-- WHAT NEEDS TO BE DONE --
Copy every line below where the string "AddFollower" is found.

-- STUDY MATERIAL --
────
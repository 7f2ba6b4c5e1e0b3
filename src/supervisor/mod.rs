//! Connection supervision: heartbeat deadlines, reconnect with exponential
//! backoff, and crash-recovery reconciliation.
//!
//! One supervisor task runs per adapter. It connects (retrying forever with
//! capped backoff), reconciles persisted hedge state against the live
//! account, flips cleanly reconciled dependents back to active, then watches
//! the receive loop and the heartbeat deadline side by side. Whichever trips
//! first tears the connection down and restarts the cycle.

use std::collections::HashSet;
use std::sync::Arc;
use std::time::Duration;

use anyhow::Result;
use backoff::ExponentialBackoff;
use tracing::{info, warn};

use crate::adapters::PlatformAdapter;
use crate::config::CopierConfig;
use crate::db::Database;
use crate::engine::CopierEngine;
use crate::models::{FollowerStatus, GroupStatus};

/// What a connection outage affects: the whole group when the leader feed
/// dies, a single follower otherwise.
#[derive(Debug, Clone)]
pub enum Dependent {
    Leader { group_id: String },
    Follower { group_id: String, follower_id: String },
}

/// Outcome of reconciling one follower after a restart or reconnect.
#[derive(Debug, Default, PartialEq, Eq)]
pub struct ReconcileReport {
    /// Persisted hedges still open on the terminal.
    pub matched: usize,

    /// Persisted hedges with no live position; closed while we were away.
    pub closed_while_offline: usize,

    /// Live positions carrying our comment tag with no persisted hedge.
    pub unexpected: usize,
}

pub struct Supervisor {
    config: CopierConfig,
    engine: Arc<CopierEngine>,
    db: Arc<Database>,
}
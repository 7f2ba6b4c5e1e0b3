//! Service runner: wires database, license, adapters, engine and supervisor
//! together and drives the event loops until shutdown.
//!
//! One bounded channel exists per leader adapter. Its dispatch task drains
//! events strictly in order and fans each one out to every group that leader
//! feeds, so per-leader ordering holds no matter how many groups share the
//! account.

use std::collections::HashMap;
use std::path::{Path, PathBuf};
use std::sync::Arc;

use anyhow::{Context, Result};
use serde::Deserialize;
use tokio::sync::mpsc;
use tracing::{error, info, warn};

use crate::activity::ActivityLog;
use crate::adapters::{
    AdapterRegistry, FileIpcAdapter, FileIpcConfig, NamedPipeAdapter, NamedPipeConfig,
    PlatformAdapter, SocketBusAdapter, SocketBusConfig,
};
use crate::config::CopierConfig;
use crate::db::Database;
use crate::engine::CopierEngine;
use crate::license::LicenseManager;
use crate::models::TradeEvent;
use crate::supervisor::{Dependent, Supervisor};

/// Transport wiring for one account, read from the endpoints file.
#[derive(Debug, Clone, Deserialize)]
#[serde(tag = "transport", rename_all = "snake_case")]
pub enum TransportEndpoint {
    SocketBus {
        broadcast_addr: String,
        command_addr: String,
    },
    FileIpc {
        dir: PathBuf,
    },
    NamedPipe {
        status_pipe: PathBuf,
        command_pipe: PathBuf,
    },
}

/// account id -> transport wiring, loaded from a JSON file next to the
/// database.
#[derive(Debug, Clone, Default, Deserialize)]
pub struct EndpointsConfig {
    pub accounts: HashMap<String, TransportEndpoint>,
}

impl EndpointsConfig {
    pub fn load(path: &Path) -> Result<Self> {
        let raw = std::fs::read_to_string(path)
            .with_context(|| format!("reading endpoints file {}", path.display()))?;
        serde_json::from_str(&raw)
            .with_context(|| format!("parsing endpoints file {}", path.display()))
    }
}

/// Build the adapter matching one account's endpoint entry.
pub fn build_adapter(account_id: &str, endpoint: &TransportEndpoint) -> Arc<dyn PlatformAdapter> {
    match endpoint {
        TransportEndpoint::SocketBus {
            broadcast_addr,
            command_addr,
        } => SocketBusAdapter::new(
            account_id,
            SocketBusConfig {
                broadcast_addr: broadcast_addr.clone(),
                command_addr: command_addr.clone(),
            },
        ),
        TransportEndpoint::FileIpc { dir } => {
            FileIpcAdapter::new(account_id, FileIpcConfig::new(dir.clone()))
        }
        TransportEndpoint::NamedPipe {
            status_pipe,
            command_pipe,
        } => NamedPipeAdapter::new(
            account_id,
            NamedPipeConfig {
                status_pipe: status_pipe.clone(),
                command_pipe: command_pipe.clone(),
            },
        ),
    }
}
//! HedgeSync: trade-hedging copier daemon
//!
//! Mirrors positions from leader trading accounts onto follower accounts
//! across MT5, MT4 and cTrader terminals, with per-follower risk transforms
//! and reverse (hedge) execution.

mod activity;
mod adapters;
mod config;
mod db;
mod engine;
mod errors;
mod license;
mod models;
mod protocol;
mod runner;
mod supervisor;

use std::collections::HashMap;
use std::path::PathBuf;
use std::sync::Arc;

use anyhow::Result;
use chrono::Utc;
use clap::{Parser, Subcommand};
use rust_decimal::Decimal;
use tracing::{info, Level};
use tracing_subscriber::FmtSubscriber;
use uuid::Uuid;

use crate::config::CopierConfig;
use crate::db::Database;
use crate::license::LicenseManager;
use crate::models::{
    CopierGroup, FollowerConfig, FollowerStats, FollowerStatus, GroupStats, GroupStatus, LotSpec,
    Platform,
};
use crate::runner::{EndpointsConfig, Runner};

/// HedgeSync copier CLI.
#[derive(Parser)]
#[command(name = "hedgesync")]
#[command(about = "Mirror leader account trades onto hedge follower accounts", long_about = None)]
struct Cli {
    /// Database file path
    #[arg(short, long, default_value = "sqlite:./hedgesync.db?mode=rwc")]
    database: String,

    /// Log level (trace, debug, info, warn, error)
    #[arg(short, long, default_value = "info")]
    log_level: String,

    #[command(subcommand)]
    command: Commands,
}

#[derive(Subcommand)]
enum Commands {
    /// Start the copier daemon
    Run {
        /// Path to the account endpoints file
        #[arg(short, long, default_value = "endpoints.json")]
        endpoints: PathBuf,

        /// Log transformed commands without dispatching them
        #[arg(long)]
        dry_run: bool,
    },

    /// Create a copier group for a leader account
    CreateGroup {
        /// Display name
        name: String,

        /// Leader account id
        #[arg(short = 'a', long)]
        leader_account: String,

        /// Leader platform (mt5, mt4, ctrader)
        #[arg(short, long, default_value = "mt5")]
        platform: String,

        /// Broker suffix stripped off leader symbols (e.g. ".m")
        #[arg(long, default_value = "")]
        suffix_remove: String,

        /// Leader P&L baseline at creation
        #[arg(long, default_value = "0")]
        baseline_pnl: f64,

        /// Prop-firm phase label for the leader account
        #[arg(long)]
        phase: Option<String>,
    },

    /// Add a follower account to a group
    AddFollower {
        /// Group id
        group: String,

        /// Follower account id
        #[arg(short, long)]
        account: String,

        /// Follower platform (mt5, mt4, ctrader)
        #[arg(short, long, default_value = "ctrader")]
        platform: String,

        /// Lot multiplier applied to leader volume
        #[arg(short, long, default_value = "1.0")]
        multiplier: f64,

        /// Copy same-direction instead of hedging
        #[arg(long)]
        no_reverse: bool,

        /// Symbol suffix for the follower's broker (e.g. ".pro")
        #[arg(long, default_value = "")]
        suffix: String,

        /// Comma-separated symbol whitelist
        #[arg(long)]
        whitelist: Option<String>,

        /// Comma-separated symbol blacklist
        #[arg(long)]
        blacklist: Option<String>,

        /// Comma-separated magic number whitelist
        #[arg(long)]
        magic_whitelist: Option<String>,

        /// Comma-separated magic number blacklist
        #[arg(long)]
        magic_blacklist: Option<String>,

        /// Balance baseline for hedge accounting
        #[arg(long, default_value = "0")]
        baseline_balance: f64,

        /// Prop-firm phase label
        #[arg(long)]
        phase: Option<String>,
    },

    /// List all groups and their followers
    List,

    /// Pause a group (no dispatch until resumed)
    Pause {
        /// Group id
        group: String,
    },

    /// Resume a paused group
    Resume {
        /// Group id
        group: String,
    },

    /// Show recent copy activity for a group
    Activity {
        /// Group id
        group: String,

        /// Number of rows to show
        #[arg(short, long, default_value = "25")]
        limit: i64,
    },

    /// Show statistics for a group
    Stats {
        /// Group id
        group: String,
    },

    /// Validate the license and show plan and token TTL
    License {
        /// Account id presented to the license server
        #[arg(short, long, default_value = "-")]
        account: String,

        /// Broker name presented to the license server
        #[arg(short, long, default_value = "-")]
        broker: String,
    },
}

#[tokio::main]
async fn main() -> Result<()> {
    dotenvy::dotenv().ok();
    let cli = Cli::parse();

    // Setup logging
    let log_level = match cli.log_level.to_lowercase().as_str() {
        "trace" => Level::TRACE,
        "debug" => Level::DEBUG,
        "warn" => Level::WARN,
        "error" => Level::ERROR,
        _ => Level::INFO,
    };

    let subscriber = FmtSubscriber::builder()
        .with_max_level(log_level)
        .with_target(false)
        .finish();
    tracing::subscriber::set_global_default(subscriber)?;

    match cli.command {
        Commands::Run { endpoints, dry_run } => {
            let mut config = CopierConfig::from_env()?;
            config.database_url = cli.database.clone();
            config.dry_run = config.dry_run || dry_run;

            let endpoints = EndpointsConfig::load(&endpoints)?;
            let license = Arc::new(license_from_env_or_exit()?);

            let runner = Runner::build(config.clone(), endpoints, license).await?;

            println!("\n=== HedgeSync Copier ===");
            println!("Database: {}", cli.database);
            println!(
                "Mode: {}",
                if config.dry_run {
                    "DRY RUN (no commands dispatched)"
                } else {
                    "LIVE"
                }
            );
            println!("Command timeout: {}s", config.command_timeout_secs);
            println!("\nPress Ctrl+C to stop.\n");

            runner.run().await?;
        }

        Commands::CreateGroup {
            name,
            leader_account,
            platform,
            suffix_remove,
            baseline_pnl,
            phase,
        } => {
            let db = Database::new(&cli.database).await?;

            let group = CopierGroup {
                id: Uuid::new_v4().to_string(),
                name: name.clone(),
                status: GroupStatus::Paused,
                leader_account_id: leader_account,
                leader_platform: platform.parse::<Platform>()?,
                leader_phase: phase,
                leader_symbol_suffix_remove: suffix_remove,
                leader_baseline_pnl: Decimal::try_from(baseline_pnl)?,
                followers: vec![],
                stats: GroupStats::default(),
                created_at: Utc::now(),
                updated_at: Utc::now(),
            };
            group.validate()?;
            db.save_group(&group).await?;

            info!(group = %group.id, name = %name, "group created");
            println!("Created group '{}' ({})", name, group.id);
            println!("Add followers, then resume it: hedgesync resume {}", group.id);
        }

        Commands::AddFollower {
            group,
            account,
            platform,
            multiplier,
            no_reverse,
            suffix,
            whitelist,
            blacklist,
            magic_whitelist,
            magic_blacklist,
            baseline_balance,
            phase,
        } => {
            let db = Database::new(&cli.database).await?;
            let groups = db.load_groups().await?;
            let target = groups
                .iter()
                .find(|g| g.id == group)
                .ok_or_else(|| anyhow::anyhow!("group not found: {group}"))?;

            let follower = FollowerConfig {
                id: Uuid::new_v4().to_string(),
                account_id: account.clone(),
                platform: platform.parse::<Platform>()?,
                phase,
                status: FollowerStatus::Active,
                lot_multiplier: Decimal::try_from(multiplier)?,
                reverse_mode: !no_reverse,
                symbol_whitelist: split_list(whitelist),
                symbol_blacklist: split_list(blacklist),
                symbol_suffix: suffix,
                symbol_aliases: HashMap::new(),
                magic_whitelist: split_magic(magic_whitelist)?,
                magic_blacklist: split_magic(magic_blacklist)?,
                lot_spec: LotSpec::default(),
                baseline_balance: Decimal::try_from(baseline_balance)?,
                stats: FollowerStats::default(),
            };
            follower.validate()?;
            db.save_follower(&target.id, &follower).await?;

            println!(
                "Added follower {} ({}) to group '{}': x{} {}",
                account,
                follower.id,
                target.name,
                multiplier,
                if follower.reverse_mode {
                    "reversed"
                } else {
                    "same-direction"
                }
            );
        }

        Commands::List => {
            let db = Database::new(&cli.database).await?;
            let groups = db.load_groups().await?;

            if groups.is_empty() {
                println!("No groups configured. Use 'hedgesync create-group <name>' to add one.");
                return Ok(());
            }

            for group in groups {
                println!(
                    "\n{} [{}]  leader {} ({})  {}",
                    group.name,
                    group.status.as_str(),
                    group.leader_account_id,
                    group.leader_platform.as_str(),
                    group.id,
                );
                println!(
                    "  {:<38} {:<10} {:<9} {:>6} {:>8} {:>7}",
                    "FOLLOWER", "ACCOUNT", "PLATFORM", "MULT", "REVERSE", "STATUS"
                );
                for f in &group.followers {
                    println!(
                        "  {:<38} {:<10} {:<9} {:>6} {:>8} {:>7}",
                        f.id,
                        f.account_id,
                        f.platform.as_str(),
                        f.lot_multiplier,
                        if f.reverse_mode { "yes" } else { "no" },
                        f.status.as_str(),
                    );
                }
            }
        }

        Commands::Pause { group } => {
            let db = Database::new(&cli.database).await?;
            db.update_group_status(&group, GroupStatus::Paused).await?;
            println!("Paused group {}", group);
        }

        Commands::Resume { group } => {
            let db = Database::new(&cli.database).await?;
            db.update_group_status(&group, GroupStatus::Active).await?;
            println!("Resumed group {}", group);
        }

        Commands::Activity { group, limit } => {
            let db = Database::new(&cli.database).await?;
            let rows = db.recent_activity(&group, limit).await?;

            if rows.is_empty() {
                println!("No activity recorded for group {}", group);
                return Ok(());
            }

            println!(
                "{:<20} {:<8} {:<10} {:<5} {:>8} {:>8} {:<8} ERROR",
                "TIME", "KIND", "SYMBOL", "SIDE", "VOLUME", "LAT(MS)", "STATUS"
            );
            println!("{}", "-".repeat(90));
            for row in rows {
                println!(
                    "{:<20} {:<8} {:<10} {:<5} {:>8.2} {:>8} {:<8} {}",
                    &row.timestamp[..19.min(row.timestamp.len())],
                    row.kind().as_str(),
                    row.symbol,
                    row.action().as_str(),
                    row.volume,
                    row.latency_ms,
                    row.status().as_str(),
                    row.error_message.as_deref().unwrap_or("-"),
                );
            }
        }

        Commands::Stats { group } => {
            let db = Database::new(&cli.database).await?;
            let groups = db.load_groups().await?;
            let target = groups
                .iter()
                .find(|g| g.id == group)
                .ok_or_else(|| anyhow::anyhow!("group not found: {group}"))?;

            let (total, success, failed) = db.activity_counts(&group).await?;

            println!("\n=== Group: {} ===", target.name);
            println!("Status:           {}", target.status.as_str());
            println!(
                "Followers:        {} ({} active)",
                target.stats.total_followers, target.stats.active_followers
            );
            println!("Activity rows:    {}", total);
            println!("Successful:       {}", success);
            println!("Failed:           {}", failed);
            if let Some(flushed) = db.load_group_stats(&group).await? {
                println!(
                    "Last flush:       {:.1}% success, avg {:.0}ms",
                    flushed.success_rate() * 100.0,
                    flushed.avg_latency_ms,
                );
            }

            println!("\n--- Followers ---");
            for f in &target.followers {
                println!(
                    "{} ({}): {} trades ({} today), {} failed, {:.1}% success, avg {:.0}ms, P&L {}",
                    f.account_id,
                    f.id,
                    f.stats.trades_total,
                    f.stats.trades_today,
                    f.stats.failed_copies,
                    f.stats.success_rate() * 100.0,
                    f.stats.avg_latency_ms,
                    f.stats.total_profit,
                );
            }
        }

        Commands::License { account, broker } => {
            let manager = LicenseManager::from_env(&account, &broker)?;

            match manager.validate("cli").await {
                Ok(token) => {
                    println!("License valid");
                    println!("Plan:       {}", token.plan);
                    println!("Token TTL:  {}s", manager.token_ttl());

                    // Remember the device registration for the daemon
                    let db = Database::new(&cli.database).await?;
                    let creds = manager.credentials();
                    db.save_license_record(
                        &creds.key,
                        &creds.device_id,
                        &token.token,
                        &token.plan,
                        token.expires_at,
                    )
                    .await?;
                }
                Err(e) => {
                    println!("License check failed: {}", e);
                    std::process::exit(1);
                }
            }
        }
    }

    Ok(())
}

fn license_from_env_or_exit() -> Result<LicenseManager> {
    LicenseManager::from_env("-", "-").map_err(|e| {
        anyhow::anyhow!("{e}. Set HEDGESYNC_LICENSE_KEY (and optionally HEDGESYNC_LICENSE_URL).")
    })
}

fn split_list(raw: Option<String>) -> Vec<String> {
    raw.map(|s| {
        s.split(',')
            .map(|item| item.trim().to_string())
            .filter(|item| !item.is_empty())
            .collect()
    })
    .unwrap_or_default()
}

fn split_magic(raw: Option<String>) -> Result<Vec<i64>> {
    split_list(raw)
        .into_iter()
        .map(|item| {
            item.parse::<i64>()
                .map_err(|e| anyhow::anyhow!("invalid magic number '{item}': {e}"))
        })
        .collect()
}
────
-- SOLUTION --
    AddFollower {
        Commands::AddFollower {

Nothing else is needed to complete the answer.